§ Exercise brief
Of the entries below, copy only those lines that contain the word "ledger".

==== Records provided ====

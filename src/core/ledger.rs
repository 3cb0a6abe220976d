//! Placeholder ledger identifiers.
//!
//! The portal displays "blockchain" transaction hashes that are randomly
//! generated strings formatted to resemble an abbreviated ledger identifier
//! (`0x12ab34cd...56ef78ab`). They carry no verifiable meaning and are never
//! parsed back. Purchase ids are derived from the wall clock in milliseconds.

use chrono::{DateTime, Utc};
use rand::Rng;

/// Generates a random placeholder transaction hash.
///
/// Format: `0x` + 8 hex digits + `...` + 8 hex digits, mimicking an
/// abbreviated on-chain identifier.
#[must_use]
pub fn random_tx_hash() -> String {
    let mut rng = rand::thread_rng();
    format!("0x{:08x}...{:08x}", rng.r#gen::<u32>(), rng.r#gen::<u32>())
}

/// Derives a purchase id from a timestamp (milliseconds since the epoch).
#[must_use]
pub fn purchase_id(now: DateTime<Utc>) -> String {
    now.timestamp_millis().to_string()
}
//! Purchase recording - the one state transition of the consumer flow.
//!
//! A purchase snapshots the product, prepends it to the user's history, and
//! bumps the running totals. The wallet balance is debited only for
//! token-wallet payments, and only after the affordability check passes;
//! a failed check rejects the purchase and changes nothing.

use crate::core::ledger;
use crate::errors::{Error, Result};
use crate::models::{PaymentMethod, Product, Purchase, User};
use chrono::{DateTime, Utc};
use tracing::info;

/// Whether the user's wallet covers base price + carbon tax for a product.
#[must_use]
pub fn affordable(user: &User, product: &Product) -> bool {
    user.wallet_balance >= product.base_price + product.carbon_tax
}

/// Records a purchase of `product` against `user`.
///
/// Effects on success:
/// - a purchase record (timestamp-derived id, placeholder tx hash, today's
///   date, total = base + tax) is prepended to `user.purchases`
/// - `total_tax_paid` increases by the product's carbon tax
/// - `purchase_count` increases by one
/// - `wallet_balance` decreases by base + tax, for wallet payments only
///
/// There is no rollback path: once the affordability precondition passes the
/// update always succeeds.
///
/// # Errors
/// [`Error::InsufficientBalance`] for a wallet payment the balance cannot
/// cover; the user is left unchanged.
pub fn record_purchase(
    user: &mut User,
    product: &Product,
    payment_method: PaymentMethod,
    now: DateTime<Utc>,
) -> Result<Purchase> {
    let total_price = product.base_price + product.carbon_tax;

    if payment_method == PaymentMethod::TokenWallet && !affordable(user, product) {
        return Err(Error::InsufficientBalance {
            balance: user.wallet_balance,
            required: total_price,
        });
    }

    let purchase = Purchase {
        id: ledger::purchase_id(now),
        product_name: product.name.clone(),
        product_image: product.image.clone(),
        base_price: product.base_price,
        carbon_tax: product.carbon_tax,
        total_price,
        date: now.date_naive(),
        payment_method,
        tx_hash: Some(ledger::random_tx_hash()),
        co2_emission: product.co2_emission,
    };

    user.purchases.insert(0, purchase.clone());
    user.total_tax_paid += product.carbon_tax;
    user.purchase_count += 1;
    if payment_method == PaymentMethod::TokenWallet {
        user.wallet_balance -= total_price;
    }

    info!(
        product = %product.name,
        method = %payment_method,
        total = total_price,
        "Recorded purchase"
    );
    Ok(purchase)
}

====

§ Task solution
filename src/core/ledger.rs
//! Placeholder ledger identifiers.
//! generated strings formatted to resemble an abbreviated ledger identifier
use crate::core::ledger;
        id: ledger::purchase_id(now),
        tx_hash: Some(ledger::random_tx_hash()),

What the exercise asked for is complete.